Advanced Feature: Interactive Choice Selection
The next sections demonstrate a more sophisticated approach where users can participate in the AI's decision-making process by choosing from multiple AI-generated moves.
Custom Choice Selection Strategy
import ai.koog.agents.core.feature.choice.ChoiceSelectionStrategy
/**
* `AskUserChoiceStrategy` allows users to interactively select a choice from a list of options
* presented by a language model. The strategy uses customizable methods to display the prompt
* and choices and read user input to determine the selected choice.
*
* @property promptShowToUser A function that formats and displays a given `Prompt` to the user.
* @property choiceShowToUser A function that formats and represents a given `LLMChoice` to the user.
* @property print A function responsible for displaying messages to the user, e.g., for showing prompts or feedback.
* @property read A function to capture user input.
*/
class AskUserChoiceSelectionStrategy(
private val promptShowToUser: (Prompt) -> String = { "Current prompt: $it" },
private val choiceShowToUser: (LLMChoice) -> String = { "$it" },
private val print: (String) -> Unit = ::println,
private val read: () -> String? = ::readlnOrNull
) : ChoiceSelectionStrategy {
override suspend fun choose(prompt: Prompt, choices: List<LLMChoice>): LLMChoice {
print(promptShowToUser(prompt))
print("Available LLM choices")
choices.withIndex().forEach { (index, choice) ->
print("Choice number ${index + 1}: ${choiceShowToUser(choice)}")
}
var choiceNumber = ask(choices.size)
while (choiceNumber == null) {
print("Invalid response.")
choiceNumber = ask(choices.size)
}
return choices[choiceNumber - 1]
}
private fun ask(numChoices: Int): Int? {
print("Please choose a choice.
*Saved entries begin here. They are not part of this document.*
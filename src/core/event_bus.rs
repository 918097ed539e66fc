//! Pub/Sub event bus for player notifications.
//!
//! - Observers subscribe to an event type with a callback (invoked on emit)
//! - emit() invokes callbacks immediately AND queues the event
//! - poll() drains the queue for batch processing in a UI loop
//!
//! Callback order: FIFO within one event type. No ordering across types.
//! Callbacks are cloned out before invocation, so a callback may subscribe,
//! emit, or query the player that owns the bus.
//!
//! Single-threaded like the player: callbacks are plain `Fn(&E) + 'static`
//! and may capture `Rc` handles, including a clone of the player.

use std::any::{Any, TypeId};
use std::collections::HashMap;
use std::cell::RefCell;
use std::rc::Rc;

use log::warn;

/// Maximum events in queue before oldest are evicted
const MAX_QUEUE_SIZE: usize = 1000;

/// Marker trait for events. Any `'static` type qualifies.
pub trait Event: Any + 'static {
    fn as_any(&self) -> &dyn Any;
    fn type_name(&self) -> &'static str;
}

impl<T: Any + 'static> Event for T {
    fn as_any(&self) -> &dyn Any {
        self
    }
    fn type_name(&self) -> &'static str {
        std::any::type_name::<T>()
    }
}

type Callback = Rc<dyn Fn(&dyn Any)>;

/// Boxed event for queue storage
pub type BoxedEvent = Box<dyn Event>;

#[derive(Default)]
struct Inner {
    subscribers: RefCell<HashMap<TypeId, Vec<Callback>>>,
    queue: RefCell<Vec<BoxedEvent>>,
}

impl Inner {
    fn callbacks(&self, type_id: TypeId) -> Vec<Callback> {
        self.subscribers
            .borrow()
            .get(&type_id)
            .cloned()
            .unwrap_or_default()
    }

    fn enqueue(&self, event: BoxedEvent) {
        let mut queue = self.queue.borrow_mut();
        if queue.len() >= MAX_QUEUE_SIZE {
            let evict_count = queue.len() / 2;
            warn!("EventBus queue full ({} events), evicting oldest {}", queue.len(), evict_count);
            queue.drain(0..evict_count);
        }
        queue.push(event);
    }

    fn publish(&self, event: BoxedEvent) {
        // Deref to dyn Event so as_any() sees the concrete type, not the Box
        let type_id = (*event).as_any().type_id();
        for cb in self.callbacks(type_id) {
            cb((*event).as_any());
        }
        self.enqueue(event);
    }
}

/// Shared pub/sub bus. Clones share subscribers and queue.
#[derive(Clone, Default)]
pub struct EventBus {
    inner: Rc<Inner>,
}

impl std::fmt::Debug for EventBus {
    fn fmt(&self, f: &mut std::fmt::Formatter<'_>) -> std::fmt::Result {
        f.debug_struct("EventBus")
            .field(
                "subscriber_types",
                &self.inner.subscribers.borrow().len(),
            )
            .field("queue_len", &self.queue_len())
            .finish()
    }
}

impl EventBus {
    pub fn new() -> Self {
        Self::default()
    }

    /// Subscribe to events of type E. Callback runs synchronously inside emit().
    pub fn subscribe<E, F>(&self, callback: F)
    where
        E: Event,
        F: Fn(&E) + 'static,
    {
        let wrapped: Callback = Rc::new(move |any: &dyn Any| {
            if let Some(event) = any.downcast_ref::<E>() {
                callback(event);
            }
        });
        self.inner
            .subscribers
            .borrow_mut()
            .entry(TypeId::of::<E>())
            .or_default()
            .push(wrapped);
    }

    /// Invoke subscribers, then queue for poll()
    pub fn emit<E: Event>(&self, event: E) {
        self.inner.publish(Box::new(event));
    }

    /// Drain all events emitted since the last poll
    pub fn poll(&self) -> Vec<BoxedEvent> {
        self.inner.queue.take()
    }

    /// Remove all subscribers for type E
    pub fn unsubscribe_all<E: Event>(&self) {
        self.inner
            .subscribers
            .borrow_mut()
            .remove(&TypeId::of::<E>());
    }

    pub fn has_subscribers<E: Event>(&self) -> bool {
        self.inner
            .subscribers
            .borrow()
            .get(&TypeId::of::<E>())
            .is_some_and(|v| !v.is_empty())
    }

    pub fn queue_len(&self) -> usize {
        self.inner.queue.borrow().len()
    }
}

/// Downcast a polled event to a concrete type
///
/// Explicit deref to `dyn Event` is required: the blanket impl would otherwise
/// match `Box<dyn Event>` itself and the downcast would always fail.
#[inline]
pub fn downcast_event<E: Event>(event: &BoxedEvent) -> Option<&E> {
    (**event).as_any().downcast_ref::<E>()
}
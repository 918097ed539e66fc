//! Player settings persisted as JSON (`tileplay.json`)
//!
//! Settings are loaded once and handed to the player explicitly; nothing
//! reads them from global state.

use anyhow::{Context, Result};
use serde::{Deserialize, Serialize};
use std::path::Path;
use std::time::Duration;

pub use crate::paths::{PathConfig, config_file, data_file, ensure_dirs};

pub const SETTINGS_FILE: &str = "tileplay.json";

#[derive(Clone, Debug, PartialEq, Eq, Serialize, Deserialize)]
#[serde(default)]
pub struct PlayerSettings {
    /// Minimum delay between autoplay frames
    pub frame_delay_ms: u64,
}

impl Default for PlayerSettings {
    fn default() -> Self {
        Self { frame_delay_ms: 100 }
    }
}

impl PlayerSettings {
    pub fn frame_delay(&self) -> Duration {
        Duration::from_millis(self.frame_delay_ms)
    }

    /// Load from `path`; a missing file yields defaults
    pub fn load(path: &Path) -> Result<Self> {
        if !path.exists() {
            log::debug!("No settings at {}, using defaults", path.display());
            return Ok(Self::default());
        }
        let json = std::fs::read_to_string(path)
            .with_context(|| format!("Failed to read settings: {}", path.display()))?;
        let settings = serde_json::from_str(&json)
            .with_context(|| format!("Malformed settings: {}", path.display()))?;
        log::info!("Loaded settings from {}", path.display());
        Ok(settings)
    }

    pub fn save(&self, path: &Path) -> Result<()> {
        let json = serde_json::to_string_pretty(self)?;
        std::fs::write(path, json)
            .with_context(|| format!("Failed to write settings: {}", path.display()))?;
        log::info!("Saved settings to {}", path.display());
        Ok(())
    }
}
//! Application directory resolution (settings file, log file)
//!
//! Priority:
//! 1. CLI `--config-dir`
//! 2. `TILEPLAY_CONFIG_DIR` environment variable
//! 3. Current directory, IF it already holds tileplay files
//! 4. Platform directory from dirs-next (`<config|data>/tileplay`)

use anyhow::{Context, Result};
use std::path::{Path, PathBuf};

const APP_DIR: &str = "tileplay";
const ENV_CONFIG_DIR: &str = "TILEPLAY_CONFIG_DIR";
const LOCAL_MARKERS: &[&str] = &["tileplay.json", "tileplay.log"];

/// Overrides for default application paths
#[derive(Debug, Clone, Default)]
pub struct PathConfig {
    pub config_dir: Option<PathBuf>,
}

impl PathConfig {
    /// CLI argument wins over the environment variable
    pub fn from_env_and_cli(cli_dir: Option<PathBuf>) -> Self {
        let config_dir = cli_dir.or_else(|| std::env::var(ENV_CONFIG_DIR).ok().map(PathBuf::from));
        Self { config_dir }
    }
}

#[derive(Clone, Copy)]
enum DirKind {
    Config,
    Data,
}

/// Path of a configuration file (settings)
pub fn config_file(name: &str, config: &PathConfig) -> PathBuf {
    app_dir(DirKind::Config, config).join(name)
}

/// Path of a data file (logs)
pub fn data_file(name: &str, config: &PathConfig) -> PathBuf {
    app_dir(DirKind::Data, config).join(name)
}

/// Create config and data directories if missing
pub fn ensure_dirs(config: &PathConfig) -> Result<()> {
    for kind in [DirKind::Config, DirKind::Data] {
        let dir = app_dir(kind, config);
        if !dir.exists() {
            std::fs::create_dir_all(&dir)
                .with_context(|| format!("Failed to create directory: {}", dir.display()))?;
        }
    }
    Ok(())
}

fn has_local_files(dir: &Path) -> bool {
    LOCAL_MARKERS.iter().any(|f| dir.join(f).exists())
}

fn app_dir(kind: DirKind, config: &PathConfig) -> PathBuf {
    if let Some(dir) = &config.config_dir {
        return dir.clone();
    }

    if let Ok(current_dir) = std::env::current_dir() {
        if has_local_files(&current_dir) {
            return current_dir;
        }
    }

    let platform = match kind {
        DirKind::Config => dirs_next::config_dir(),
        DirKind::Data => dirs_next::data_dir(),
    };
    platform
        .map(|dir| dir.join(APP_DIR))
        .unwrap_or_else(|| PathBuf::from("."))
}
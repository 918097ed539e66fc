use clap::Parser;
use std::path::PathBuf;

/// Tile series indexer and movie player for screening image datasets
#[derive(Parser, Debug)]
#[command(author, version, about, long_about = None)]
pub struct Args {
    /// Dataset JSON file (tile grid dimensions + image references)
    #[arg(value_name = "DATASET")]
    pub dataset: PathBuf,

    /// Play the frames as a movie after listing them
    #[arg(short = 'a', long = "play")]
    pub play: bool,

    /// Minimum delay between autoplay frames, overrides settings
    #[arg(short = 'd', long = "delay", value_name = "MS")]
    pub delay_ms: Option<u64>,

    /// Seek to this frame (0-based) before playing
    #[arg(long = "frame", value_name = "N")]
    pub start_frame: Option<usize>,

    /// Write the effective player settings to the config directory
    #[arg(long = "save-settings")]
    pub save_settings: bool,

    /// Enable logging to file (default: tileplay.log in the data directory)
    #[arg(short = 'l', long = "log", value_name = "LOG_FILE")]
    pub log_file: Option<Option<PathBuf>>,

    /// Increase logging verbosity (default: warn, -v: info, -vv: debug, -vvv+: trace)
    #[arg(short = 'v', long = "verbose", action = clap::ArgAction::Count)]
    pub verbosity: u8,

    /// Custom configuration directory (overrides default platform paths)
    #[arg(short = 'c', long = "config-dir", value_name = "DIR")]
    pub config_dir: Option<PathBuf>,
}
//! Tile grid of one series point

use super::reference::ImageReference;

/// `rows x cols` grid of tiles, row-major, empty positions kept as `None`.
#[derive(Clone, Debug, PartialEq)]
pub struct Frame {
    rows: u32,
    cols: u32,
    tiles: Vec<Option<ImageReference>>,
}

impl Frame {
    /// Grid with every position empty
    pub fn empty(rows: u32, cols: u32) -> Self {
        Self {
            rows,
            cols,
            tiles: vec![None; rows as usize * cols as usize],
        }
    }

    pub fn rows(&self) -> u32 {
        self.rows
    }

    pub fn cols(&self) -> u32 {
        self.cols
    }

    fn slot(&self, row: u32, col: u32) -> Option<usize> {
        if row == 0 || col == 0 || row > self.rows || col > self.cols {
            return None;
        }
        Some((row - 1) as usize * self.cols as usize + (col - 1) as usize)
    }

    /// Place a tile at its own (1-based) position; returns the tile it replaced.
    ///
    /// Caller guarantees the position is inside the grid.
    pub(crate) fn place(&mut self, tile: ImageReference) -> Option<ImageReference> {
        let slot = self.slot(tile.tile_row, tile.tile_col)?;
        self.tiles[slot].replace(tile)
    }

    /// Tile at 1-based (row, col); `None` for an empty or out-of-grid position
    pub fn tile(&self, row: u32, col: u32) -> Option<&ImageReference> {
        self.slot(row, col).and_then(|i| self.tiles[i].as_ref())
    }

    /// All positions in row-major order, empty ones included
    pub fn tiles(&self) -> impl Iterator<Item = (u32, u32, Option<&ImageReference>)> + '_ {
        let cols = self.cols.max(1);
        self.tiles.iter().enumerate().map(move |(i, t)| {
            let i = i as u32;
            (i / cols + 1, i % cols + 1, t.as_ref())
        })
    }

    /// Number of occupied positions
    pub fn image_count(&self) -> usize {
        self.tiles.iter().filter(|t| t.is_some()).count()
    }
}
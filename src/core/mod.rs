//! Core engine modules - event bus, player
//!
//! These modules form the playback engine, independent of any UI.

pub mod event_bus;
pub mod player;
pub mod player_events;

// Re-exports for convenience
pub use event_bus::EventBus;
pub use player::{MoviePlayer, PlaybackState};
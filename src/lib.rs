//! TILEPLAY - tile series indexing and movie playback for screening image viewers
//!
//! Re-exports all modules for use by the binary target.

// Core engine (event bus, player)
pub mod core;

// Series indexing (pure)
pub mod series;

// App modules
pub mod cli;
pub mod config;
pub mod dataset;
pub mod paths;

// Re-export commonly used types
pub use core::event_bus::{BoxedEvent, EventBus, downcast_event};
pub use core::player::{FrameLoader, MoviePlayer, PlaybackState, PlayerError};
pub use series::{Frame, FrameList, ImageReference, ImageSeriesIndex, SeriesError, SeriesPoint};
use std::process::Command;

fn main() {
    // Get git SHA, if we are building from a checkout
    let git_hash = Command::new("git")
        .args(["rev-parse", "HEAD"])
        .output()
        .ok()
        .filter(|output| output.status.success())
        .map(|output| String::from_utf8_lossy(&output.stdout).trim().to_string())
        .unwrap_or_else(|| "unknown".to_string());

    println!("cargo:rustc-env=GIT_COMMIT_HASH={}", git_hash);

    println!("cargo:rerun-if-changed=.git/HEAD");
    println!("cargo:rerun-if-changed=.git/refs/heads");
}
Enter a number between 1 and $numChoices: ")
return read()?.toIntOrNull()?.takeIf { it in 1..numChoices }
}
}
The AskUserChoiceSelectionStrategy implements Koog's ChoiceSelectionStrategy interface to enable human participation in AI decision-making:
Key Features: - Customizable Display: Functions for formatting prompts and choices - Interactive Input: Uses standard input/output for user interaction - Validation: Ensures user input is within valid range - Flexible I/O: Configurable print and read functions for different environments
Use Cases: - Human-AI collaboration in gameplay - AI decision transparency and explainability - Training and debugging scenarios - Educational demonstrations
Enhanced Strategy with Choice Selection
inline fun <reified T> AIAgentSubgraphBuilderBase<*, *>.nodeTrimHistory(
name: String? = null
): AIAgentNodeDelegate<T, T> = node(name) { result ->
llm.writeSession {
rewritePrompt { prompt ->
val messages = prompt.messages
prompt.copy(messages = listOf(messages.first(), messages.last()))
}
}
result
}
val strategy = strategy<String, String>("chess_strategy") {
val nodeCallLLM by nodeLLMRequest("sendInput")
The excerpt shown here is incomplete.